Zumindest in den letzten Jahren waren die Reaktionen auf Sie als Musiker recht positiv.
Aber ich habe es nie geschafft, diese Wertschätzung, die ich auf den Bühnen erfahren habe, mit nach Hause zu nehmen. Die Menschen haben zu mir gesagt: „Du hast so viel erreicht, du kannst doch zufrieden sein.“ Aber das hab ich nicht hingekriegt, ich brauchte immer noch mehr Bestätigung, ich musste mich im nächsten Superlativ spiegeln, den nächst größeren Berg erklimmen. Das wurde erst anders, als ich Preise erhielt – den Echo, den Bambi – und die mit nach Hause nehmen konnte. Da bin ich jeden Morgen aufgestanden und hab mir die angeschaut, so wurde der Erfolg greifbar für mich, er wurde privat und Teil meines Lebens.

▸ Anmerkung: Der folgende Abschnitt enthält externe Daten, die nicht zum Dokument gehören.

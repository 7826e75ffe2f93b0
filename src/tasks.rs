//! Bounded pool for work spawned by plugins
//!
//! A plugin may fan out inside one invocation (one probe per directory, one
//! login attempt per password). The engine joins the pool right after the
//! invocation returns, so sub-work of two plugins never overlaps.

use std::fmt;
use std::future::Future;
use std::sync::{Arc, Mutex, MutexGuard};
use tokio::sync::Semaphore;
use tokio::task::JoinSet;
use tracing::warn;

struct Inner {
    tasks: Mutex<JoinSet<()>>,
    permits: Arc<Semaphore>,
}

/// Cloneable handle to the scan's worker pool
#[derive(Clone)]
pub struct TaskManager {
    inner: Arc<Inner>,
}

impl fmt::Debug for TaskManager {
    fn fmt(&self, f: &mut fmt::Formatter<'_>) -> fmt::Result {
        f.debug_struct("TaskManager")
            .field("pending", &self.pending())
            .field("available", &self.inner.permits.available_permits())
            .finish()
    }
}

impl TaskManager {
    /// Pool running at most `max_workers` tasks at once
    pub fn new(max_workers: usize) -> Self {
        Self {
            inner: Arc::new(Inner {
                tasks: Mutex::new(JoinSet::new()),
                permits: Arc::new(Semaphore::new(max_workers.max(1))),
            }),
        }
    }

    fn tasks(&self) -> MutexGuard<'_, JoinSet<()>> {
        self.inner.tasks.lock().unwrap_or_else(|e| e.into_inner())
    }

    /// Queue a task; it starts once a worker slot is free
    pub fn spawn<F>(&self, future: F)
    where
        F: Future<Output = ()> + Send + 'static,
    {
        let permits = Arc::clone(&self.inner.permits);
        self.tasks().spawn(async move {
            let Ok(_permit) = permits.acquire_owned().await else {
                return;
            };
            future.await;
        });
    }

    /// Number of tasks not yet joined
    pub fn pending(&self) -> usize {
        self.tasks().len()
    }

    /// Wait for every queued task, including tasks spawned while waiting
    pub async fn join(&self) {
        loop {
            let mut batch = std::mem::take(&mut *self.tasks());
            if batch.is_empty() {
                return;
            }
            while let Some(result) = batch.join_next().await {
                if let Err(e) = result
                    && e.is_panic()
                {
                    warn!("A plugin worker panicked: {}", e);
                }
            }
        }
    }

    /// Abort every queued task and wait for them to finish
    pub async fn shutdown(&self) {
        let mut batch = std::mem::take(&mut *self.tasks());
        batch.abort_all();
        while batch.join_next().await.is_some() {}
    }
}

Und deswegen ist jetzt Schluss?
Das war jedenfalls der Moment, in dem ich zum ersten Mal innegehalten und mich umgeguckt habe, auf den Weg, der hinter mir liegt, auf all die Jahre. Und da kam dann die Frage: Wie lange willst du das noch so weitermachen?
Das war nach dem Erfolg von „Große Freiheit“…
…und während der Arbeit an dem nächsten Album, „Lichter der Stadt“. Ich hab mich auch gefragt, wie ich überhaupt jemals etwas hinkriegen soll, das neben den Liedern von „Große Freiheit“ bestehen kann. Gar nicht mal wegen des kommerziellen Erfolgs. Sondern weil ich wusste: Es gibt jetzt Millionen von Menschen, die auf die nächste Platte warten.
Hatten Sie Angst, dass sich der Erfolg nicht wiederholt?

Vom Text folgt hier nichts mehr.